Source material –
=== Begin Enclosure ===

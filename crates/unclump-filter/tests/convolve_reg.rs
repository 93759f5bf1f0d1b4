//! Smoothing and blob filter regression test
//!
//! Exercises the masked Gaussian smoothing, the LoG blob filter and the
//! maximum filter on the synthetic touching-blob raster.
//!
//! Run with:
//! ```
//! cargo test -p unclump-filter --test convolve_reg
//! ```

use unclump_core::{Mask, Raster};
use unclump_filter::{
    gaussian_blur, laplacian_of_gaussian, masked_gaussian_blur, max_filter, resample_bilinear,
    resample_nearest, smooth,
};
use unclump_morph::Sel;
use unclump_test::RegParams;
use unclump_test::synthetic::{BLOB_CENTERS, BLOBS_HEIGHT, BLOBS_WIDTH, touching_blobs};

#[test]
fn convolve_reg() {
    let mut rp = RegParams::new("convolve");

    let raster = touching_blobs().expect("build blobs");
    let full = Mask::new_with_value(BLOBS_WIDTH, BLOBS_HEIGHT, true).unwrap();

    // ---- Test 1: full mask smoothing matches plain blur away from edges ----
    let plain = gaussian_blur(&raster, 2.0).unwrap();
    let masked = masked_gaussian_blur(&raster, &full, 2.0).unwrap();
    let centres: Vec<(u32, u32)> = BLOB_CENTERS
        .iter()
        .map(|&(x, y)| (x as u32, y as u32))
        .collect();
    let (cx, cy) = centres[0];
    rp.compare_values(
        plain.get(cx, cy).unwrap() as f64,
        masked.get(cx, cy).unwrap() as f64,
        1e-5,
    );

    // ---- Test 2: smoothing keeps the blob peaks as the brightest pixels ----
    let smoothed = smooth(&raster, Some(&full), 2.0).unwrap();
    for &(x, y) in &centres {
        let centre = smoothed.get(x, y).unwrap();
        let side = smoothed.get(x + 5, y).unwrap();
        rp.check(centre > side, "smoothed peak brighter than its flank");
    }

    // ---- Test 3: the identity at sigma 0 ----
    let same = smooth(&raster, Some(&full), 0.0).unwrap();
    rp.compare_grids(&raster, &same);

    // ---- Test 4: LoG of the inverted blobs is positive at their centres ----
    let inverted: Raster = raster.map(|v| 1.0 - v);
    let log = laplacian_of_gaussian(&inverted, &full, 12, 4.0).unwrap();
    let response = log.map(|v| -v);
    let peaks = max_filter(&response, &Sel::create_disk(7).unwrap()).unwrap();
    for &(x, y) in &centres {
        // inverted blobs are dark, so the LoG response there is positive
        rp.check(log.get(x, y).unwrap() > 0.0, "LoG positive on dark blob");
        rp.check(
            peaks.get(x, y).unwrap() >= response.get(x, y).unwrap(),
            "max filter bounds the response",
        );
    }

    // ---- Test 5: downsample then upsample keeps the rough shape ----
    let factor = 0.5f32;
    let sw = (BLOBS_WIDTH as f32 * factor + 1.0) as u32;
    let sh = (BLOBS_HEIGHT as f32 * factor + 1.0) as u32;
    let small = resample_bilinear(&raster, sw, sh, factor).unwrap();
    let back = resample_bilinear(&small, BLOBS_WIDTH, BLOBS_HEIGHT, 1.0 / factor).unwrap();
    rp.compare_values(
        raster.get(cx, cy).unwrap() as f64,
        back.get(cx, cy).unwrap() as f64,
        0.05,
    );

    let foreground = raster.map(|v| v > 0.5);
    let coarse = resample_nearest(&foreground, sw, sh).unwrap();
    let restored = resample_nearest(&coarse, BLOBS_WIDTH, BLOBS_HEIGHT).unwrap();
    rp.check(restored.get(cx, cy) == Some(true), "nearest keeps the blob centre");
    rp.check(restored.get(0, 0) == Some(false), "nearest keeps the background");

    assert!(rp.cleanup(), "convolve regression test failed");
}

=== End Enclosure ===

Exercise instructions – For the word "inverted", say how many lines of the records above contain it. Reply with the number alone.

Task answer – 4